Today, the Mashed Radish turns two. I think the blog is really growing up.

"Two." Doodle by @andrescalo.
“Two.” Doodle by @andrescalo.

My brother, Andrew, has given my words shape, line, texture, and color with his deft and delightful doodles. They’ve really added a lot personality, don’t you think? Thanks, brother! A number of my posts have become cross-posts, as I have been contributing to the OxfordWords blog at Oxford Dictionaries and Strong Language, a sweary blog about swearing. I hope that these posts have lead you to some new writers, blogs, and projects. The group at Strong Language is a tremendously talented bunch, no? It’s an honor to be writing alongside them. Speaking of honor: Oxford Dictionaries Online? Let’s just say about every post here begins with three letters: the OED.

While my writing has branched out through those two blogs, I think my writing here has matured, focusing on topical etymologies as my own small lens to think about current events–and using current events as a lens to think about words and language. Speaking of branching out, so have my readers here, reaching close to 5,000 followers.
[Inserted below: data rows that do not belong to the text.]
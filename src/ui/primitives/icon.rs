use crossterm::style::Stylize;

use crate::ui::theme;

#[derive(Debug, Clone, Copy, PartialEq, Eq)]
pub enum Icon {
    Success,
    Error,
    Warning,
    Progress,
    Arrow,
    Deploy,
    Remote,
    Lock,
}

impl Icon {
    pub fn render(&self, supports_unicode: bool) -> &'static str {
        match (supports_unicode, self) {
            (true, Icon::Success) => theme::icons::SUCCESS,
            (true, Icon::Error) => theme::icons::ERROR,
            (true, Icon::Warning) => theme::icons::WARNING,
            (true, Icon::Progress) => theme::icons::PROGRESS,
            (true, Icon::Arrow) => theme::icons::ARROW,
            (true, Icon::Deploy) => theme::icons::DEPLOY,
            (true, Icon::Remote) => theme::icons::REMOTE,
            (true, Icon::Lock) => theme::icons::LOCK,
            (false, Icon::Success) => theme::icons_ascii::SUCCESS,
            (false, Icon::Error) => theme::icons_ascii::ERROR,
            (false, Icon::Warning) => theme::icons_ascii::WARNING,
            (false, Icon::Progress) => theme::icons_ascii::PROGRESS,
            (false, Icon::Arrow) => theme::icons_ascii::ARROW,
            (false, Icon::Deploy) => theme::icons_ascii::DEPLOY,
            (false, Icon::Remote) => theme::icons_ascii::REMOTE,
            (false, Icon::Lock) => theme::icons_ascii::LOCK,
        }
    }

    pub fn colored(&self, supports_color: bool, supports_unicode: bool) -> String {
        let s = self.render(supports_unicode);
        if !supports_color {
            return s.to_string();
        }
        let color = match self {
            Icon::Success => theme::colors::SUCCESS,
            Icon::Error => theme::colors::ERROR,
            Icon::Warning | Icon::Progress => theme::colors::WARNING,
            Icon::Arrow => theme::colors::DIM,
            Icon::Deploy | Icon::Remote | Icon::Lock => theme::colors::INFO,
        };
        format!("{}", s.with(color))
    }
}
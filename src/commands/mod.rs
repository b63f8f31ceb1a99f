//! Command handlers
//!
//! Each handler loads what it needs, calls into the library and renders
//! the outcome. Errors bubble up as `anyhow::Error` and are rendered once
//! by `main`.

pub mod deploy;
pub mod encrypt;
pub mod init;
pub mod logs;
pub mod project_root;
pub mod ps;

use std::path::PathBuf;

use anyhow::{Context, Result};
use rollout::infrastructure::{DescriptorOverrides, JsonDescriptorRepository};
use rollout::presentation::{ColorWhen, TargetArgs};
use rollout::{Config, DeploymentDescriptor, RolloutError};

use crate::ui::context::UiContext;
use crate::ui::output::print_config_warnings;
use project_root::discover_project_root;

/// Failure already rendered by the deploy event sink
///
/// `main` only turns it into the exit status.
#[derive(Debug, thiserror::Error)]
#[error(transparent)]
pub struct Reported(#[from] pub RolloutError);

/// Global flags shared by every command
#[derive(Debug, Clone, Copy)]
pub struct GlobalFlags {
    pub json: bool,
    pub color: Option<ColorWhen>,
}

/// Project root, layered config and UI settings for one invocation
pub struct CommandContext {
    pub project_root: PathBuf,
    pub config: Config,
    pub ui: UiContext,
}

impl CommandContext {
    pub fn load(flags: GlobalFlags) -> Result<Self> {
        let cwd = std::env::current_dir().context("could not read the current directory")?;
        let project_root = discover_project_root(&cwd);
        let (config, warnings) = Config::load_layered(&project_root)?;
        let ui = UiContext::new(flags.json, flags.color, &config);
        print_config_warnings(&ui, &warnings);
        Ok(Self {
            project_root,
            config,
            ui,
        })
    }

    pub fn repository(&self) -> JsonDescriptorRepository {
        JsonDescriptorRepository::new(&self.project_root)
    }

    /// Load the descriptor selected by `--env` with CLI overrides applied
    pub fn descriptor(&self, target: &TargetArgs) -> Result<DeploymentDescriptor> {
        let overrides = DescriptorOverrides {
            host: target.host.clone(),
            user: target.user.clone(),
            path: target.path.clone(),
        };
        Ok(self.repository().load(target.env.as_deref(), &overrides)?)
    }
}
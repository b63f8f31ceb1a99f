//! Session Log Stream
//!
//! Pumps a child's stdout and stderr line by line to an observer while the
//! process runs. Each channel is read on its own scoped thread, so per
//! channel order is kept but the two channels may interleave.

use std::io::{self, BufRead, BufReader, Read};
use std::process::Child;
use std::thread;

use tracing::warn;

use crate::domain::ports::LogObserver;
use crate::domain::value_objects::{Channel, LogEvent};
use crate::error::RolloutResult;

/// Streams sanitized lines from a running process
pub struct SessionLogStream<'a> {
    observer: &'a dyn LogObserver,
}

impl<'a> SessionLogStream<'a> {
    pub fn new(observer: &'a dyn LogObserver) -> Self {
        Self { observer }
    }

    /// Forward every line of `reader` until EOF; returns the line count
    ///
    /// Invalid UTF-8 is replaced rather than treated as an error.
    pub fn pump<R: Read>(&self, reader: R, channel: Channel) -> io::Result<usize> {
        let mut reader = BufReader::new(reader);
        let mut buf = Vec::with_capacity(256);
        let mut count = 0;
        loop {
            buf.clear();
            if reader.read_until(b'\n', &mut buf)? == 0 {
                return Ok(count);
            }
            let line = String::from_utf8_lossy(&buf);
            self.observer.on_line(LogEvent::new(channel, line.as_ref()));
            count += 1;
        }
    }

    /// Stream both output channels of `child`, then wait for it
    ///
    /// Returns the exit code; `-1` when the process was killed by a signal.
    pub fn run(&self, child: &mut Child) -> RolloutResult<i32> {
        let stdout = child.stdout.take();
        let stderr = child.stderr.take();

        thread::scope(|scope| {
            if let Some(out) = stdout {
                scope.spawn(move || {
                    if let Err(e) = self.pump(out, Channel::Out) {
                        warn!(error = %e, "reading stdout failed");
                    }
                });
            }
            if let Some(err) = stderr {
                scope.spawn(move || {
                    if let Err(e) = self.pump(err, Channel::Err) {
                        warn!(error = %e, "reading stderr failed");
                    }
                });
            }
        });

        let status = child.wait()?;
        Ok(status.code().unwrap_or(-1))
    }
}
Each like, each comment, each compliment, each question–each is a shared act of curiosity, of word nerd-dom, of the little, electrifying huh‘s and ah-ha‘s and I’ll-be‘s that make me excited to continue into year three. There is a lot of choice out there today. There is a lot to read and enjoy. There is a lot of noise competing for our attention. So, whether you are scrolling through a new post while waiting in line at the post office or reading it over a cup of coffee at your computer before kicking work into gear, thank you.
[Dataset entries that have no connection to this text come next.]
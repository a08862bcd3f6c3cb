use chrono::{DateTime, Utc};
use serde::{Deserialize, Serialize};

/// One pairwise obligation implied by a group's net balances.
#[derive(Clone, Debug, Serialize, Deserialize)]
pub struct Debt {
    pub group_id: String,
    pub debtor_id: String,
    pub creditor_id: String,
    pub amount: f64,
    pub computed_at: DateTime<Utc>,
}

/// One payment in a reduced settlement plan. Never persisted; paying one
/// out is recorded as a new settlement.
#[derive(Clone, Debug, Serialize, Deserialize)]
pub struct SimplifiedTransaction {
    pub from_member_id: String,
    pub to_member_id: String,
    pub amount: f64,
}

#[derive(Clone, Copy, Debug, Serialize, Deserialize)]
pub struct DebtSummary {
    pub original_count: usize,
    pub simplified_count: usize,
    pub transactions_saved: usize,
}

#[derive(Clone, Debug, Serialize, Deserialize)]
pub struct Simplification {
    pub transactions: Vec<SimplifiedTransaction>,
    pub summary: DebtSummary,
}
use super::settle_net_positions;
use crate::models::{Debt, DebtSummary, Simplification, SimplifiedTransaction};
use std::collections::HashMap;

/// Reduces a list of pairwise debts to a smaller set of payments with the
/// same net effect, plus a before/after summary.
///
/// The debt list does not have to come from
/// [`materialize_debts`](crate::ledger::materialize_debts); any
/// hand-built list works, e.g. for what-if analysis. Net positions are
/// recomputed directly from the debts, then matched greedily
/// largest-vs-largest. For N members with a nonzero net position the
/// result has at most N - 1 payments, and the money flowing through it
/// never exceeds the total of the original list.
///
/// The greedy matching is a heuristic: it does not guarantee the globally
/// minimal payment count for every balance configuration, and the summary
/// reports its savings, not a proof of optimality. An empty debt list
/// simply produces an empty plan; there is no failure path.
pub fn simplify_debts(debts: &[Debt]) -> Simplification {
    let mut net: HashMap<String, f64> = HashMap::new();
    for debt in debts {
        *net.entry(debt.creditor_id.clone()).or_insert(0.0) += debt.amount;
        *net.entry(debt.debtor_id.clone()).or_insert(0.0) -= debt.amount;
    }

    let transactions: Vec<SimplifiedTransaction> = settle_net_positions(&net)
        .into_iter()
        .map(|(from_member_id, to_member_id, amount)| SimplifiedTransaction {
            from_member_id,
            to_member_id,
            amount,
        })
        .collect();

    let summary = DebtSummary {
        original_count: debts.len(),
        simplified_count: transactions.len(),
        transactions_saved: debts.len().saturating_sub(transactions.len()),
    };

    Simplification {
        transactions,
        summary,
    }
}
Above all, however, I want to thank my wife (and blog widow), Amanda, whom I never give enough credit for supporting me and my writing.

Year two 

Below, you can read through the list of words, roots, or topics I covered in year two. You get something of a buzzword, catchword, or keyword “news reel” for May 2014-15. I’ve linked each word to its post:

-lock
*gno- (part i)
hitch
*gno- (part ii)
norm
soccer
goal
*sekw- (part i)
*sekw- (part ii)
gavel
independence
court
border
immigration
amnesty & coyote
rockets & missiles
tomato
virus
vaccine

comedy & tragedy
Punctuation..?
Ferguson

loot
Bongo, Bongo
school
punctuation (part i)
dread
nought
aye
Lexicon Valley
yes
strategy & target
quarantine
job
docket
czar
protocol
panic
candy
poll
veteran
spices
drubbing & shellacking
vape
everyday Quechua: Coke, jerky, & DNA
ciao, slave!
exam
test
bus
Strong Language
embargo
twelve words of Christmas
new
treadmill
“big goddamn car”
diet
cartoon
language (for your ears)
crude
loophole
Davy Crockett in a hot-air balloon
hawk vs. patriot
measles
culprit
anchor
Mardi Gras
beagle
swear jars & springtime
jar
akimbo
ease
jumbo
Background checks: everyday words with legal origins
mushing
corned
Buddha, eBay, & ombudsmen
farang
nuclear
I have eaten ‘crap now’
gyrocopter
race
dragon
errand & racy
thug
curfew

Whew!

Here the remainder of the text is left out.